Proline-Proline-Glutamic acid (PPE) protein Rv1168c of Mycobacterium tuberculosis augments transcription from HIV-1 long terminal repeat promoter

Abstract

Cells of the monocyte/macrophage lineage are shown to play a role in the pathogenesis of Human Immunodeficiency Virus (HIV). The incidence of HIV type 1 (HIV-1) infection is found to be accelerated in people infected with Mycobacterium tuberculosis, but the mechanism by which mycobacterial protein(s) induces HIV-1 LTR trans-activation is not clearly understood. We describe here that the M. tuberculosis PPE protein, Rv1168c (PPE17) can augment transcription from HIV-1 LTR in monocyte/macrophage cells. Rv1168c interacts specifically with Toll-like receptor-2 (TLR2) resulting in downstream activation of nuclear factor-κB (NF-κB) resulting in HIV-1 LTR trans-activation. Another PPE protein, Rv1196 (PPE18) was also found to interact with TLR2, but had no effect on HIV-1 LTR trans-activation because of its inability to activate NF-κB signaling pathway.

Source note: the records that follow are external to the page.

//! # Catalog API
//!
//! Thin HTTP surface over a running [`BrowserHandle`]. Every handler either
//! reads the latest snapshot or forwards a command; none of them touch
//! catalog state directly.

use axum::{
    extract::{Path, State},
    http::StatusCode,
    response::sse::{Event, KeepAlive, Sse},
    routing::{get, post},
    Json, Router,
};
use futures::stream::{self, Stream};
use serde::{Deserialize, Serialize};
use std::{convert::Infallible, time::Duration};
use tokio::sync::broadcast;

use herodex_core::{BrowserSnapshot, CharacterDetail, CharacterId, Comic, FavoriteSet};

use crate::SharedState;

#[derive(Debug, Deserialize)]
pub struct SearchRequest {
    /// Full current text of the search box
    pub query: String,
}

#[derive(Debug, Serialize)]
pub struct ApiResponse {
    pub success: bool,
    pub message: String,
}

#[derive(Debug, Serialize)]
pub struct ToggleResponse {
    pub id: CharacterId,
    pub favorite: bool,
}

type ApiResult<T> = Result<Json<T>, (StatusCode, Json<ApiResponse>)>;

fn failure(status: StatusCode, error: impl std::fmt::Display) -> (StatusCode, Json<ApiResponse>) {
    (
        status,
        Json(ApiResponse {
            success: false,
            message: error.to_string(),
        }),
    )
}

fn accepted(result: anyhow::Result<()>, message: &str) -> ApiResult<ApiResponse> {
    result
        .map(|_| {
            Json(ApiResponse {
                success: true,
                message: message.to_string(),
            })
        })
        .map_err(|e| failure(StatusCode::SERVICE_UNAVAILABLE, e))
}

pub fn catalog_routes() -> Router<SharedState> {
    Router::new()
        .route("/catalog", get(get_catalog))
        .route("/catalog/more", post(load_more))
        .route("/search", post(search).delete(clear_search))
        .route("/favorites", get(get_favorites))
        .route("/favorites/:id/toggle", post(toggle_favorite))
        .route("/characters/:id", get(get_character))
        .route("/characters/:id/comics", get(get_comics))
        .route("/events", get(events))
}

/// Current catalog, favorites, mode and loading flag
async fn get_catalog(State(state): State<SharedState>) -> Json<BrowserSnapshot> {
    Json(state.browser.snapshot())
}

/// Request the next page, or the failed page again
async fn load_more(State(state): State<SharedState>) -> ApiResult<ApiResponse> {
    accepted(state.browser.load_more().await, "Page requested")
}

async fn search(
    State(state): State<SharedState>,
    Json(req): Json<SearchRequest>,
) -> ApiResult<ApiResponse> {
    accepted(state.browser.input(req.query).await, "Query received")
}

async fn clear_search(State(state): State<SharedState>) -> ApiResult<ApiResponse> {
    accepted(state.browser.clear_search().await, "Search cleared")
}

async fn get_favorites(State(state): State<SharedState>) -> Json<FavoriteSet> {
    Json(FavoriteSet::clone(&state.browser.snapshot().favorites))
}

async fn toggle_favorite(
    State(state): State<SharedState>,
    Path(id): Path<CharacterId>,
) -> ApiResult<ToggleResponse> {
    let favorite = state
        .browser
        .toggle_favorite(id)
        .await
        .map_err(|e| failure(StatusCode::SERVICE_UNAVAILABLE, e))?;

    Ok(Json(ToggleResponse { id, favorite }))
}

/// Detail view of a character in the current catalog
async fn get_character(
    State(state): State<SharedState>,
    Path(id): Path<CharacterId>,
) -> ApiResult<CharacterDetail> {
    state.browser.snapshot().detail(id).map(Json).ok_or_else(|| {
        failure(
            StatusCode::NOT_FOUND,
            format!("Character {} is not in the catalog", id),
        )
    })
}

/// Comics for the detail view; fetched on demand, never cached
async fn get_comics(
    State(state): State<SharedState>,
    Path(id): Path<CharacterId>,
) -> ApiResult<Vec<Comic>> {
    state
        .browser
        .comics(id)
        .await
        .map(Json)
        .map_err(|e| {
            tracing::warn!(id, error = %e, "Comics fetch failed");
            failure(StatusCode::BAD_GATEWAY, e)
        })
}

/// SSE feed of catalog events, with a heartbeat comment every 15 seconds.
/// The stream ends when the server starts shutting down.
async fn events(
    State(state): State<SharedState>,
) -> Sse<impl Stream<Item = Result<Event, Infallible>>> {
    let rx = state.browser.subscribe();
    let stopping = state.stopping();

    let stream = stream::unfold((rx, stopping), |(mut rx, mut stopping)| async move {
        loop {
            let received = tokio::select! {
                _ = stopping.wait_for(|stop| *stop) => return None,
                received = tokio::time::timeout(Duration::from_secs(15), rx.recv()) => received,
            };

            match received {
                Ok(Ok(event)) => {
                    let json = serde_json::to_string(&event).unwrap_or_default();
                    let sse = Event::default().event(event.kind()).data(json);
                    return Some((Ok(sse), (rx, stopping)));
                }
                Ok(Err(broadcast::error::RecvError::Lagged(skipped))) => {
                    // The next catalog event carries the whole catalog
                    tracing::debug!(skipped, "SSE subscriber lagged");
                }
                Ok(Err(broadcast::error::RecvError::Closed)) => return None,
                Err(_) => {
                    let heartbeat = Event::default().comment("heartbeat");
                    return Some((Ok(heartbeat), (rx, stopping)));
                }
            }
        }
    });

    Sse::new(stream).keep_alive(KeepAlive::default())
}
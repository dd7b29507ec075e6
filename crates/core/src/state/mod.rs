pub mod db;

pub use db::{runtime_path, HerodexDb};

In silico docking analyses and mutation experiments have revealed that the N-terminal domain of Rv1168c specifically interacts with the Leucine Rich Repeats (LRR) 15∼20 domain of TLR2 and this site of interaction is different from that of Rv1196 protein (LRR 11∼15 domain), indicating that the site of interaction on TLR2 dictates the downstream signaling events leading to activation of NF-κB. This information may help in understanding the mechanism of pathogenesis of HIV-1 during M. tuberculosis co-infection.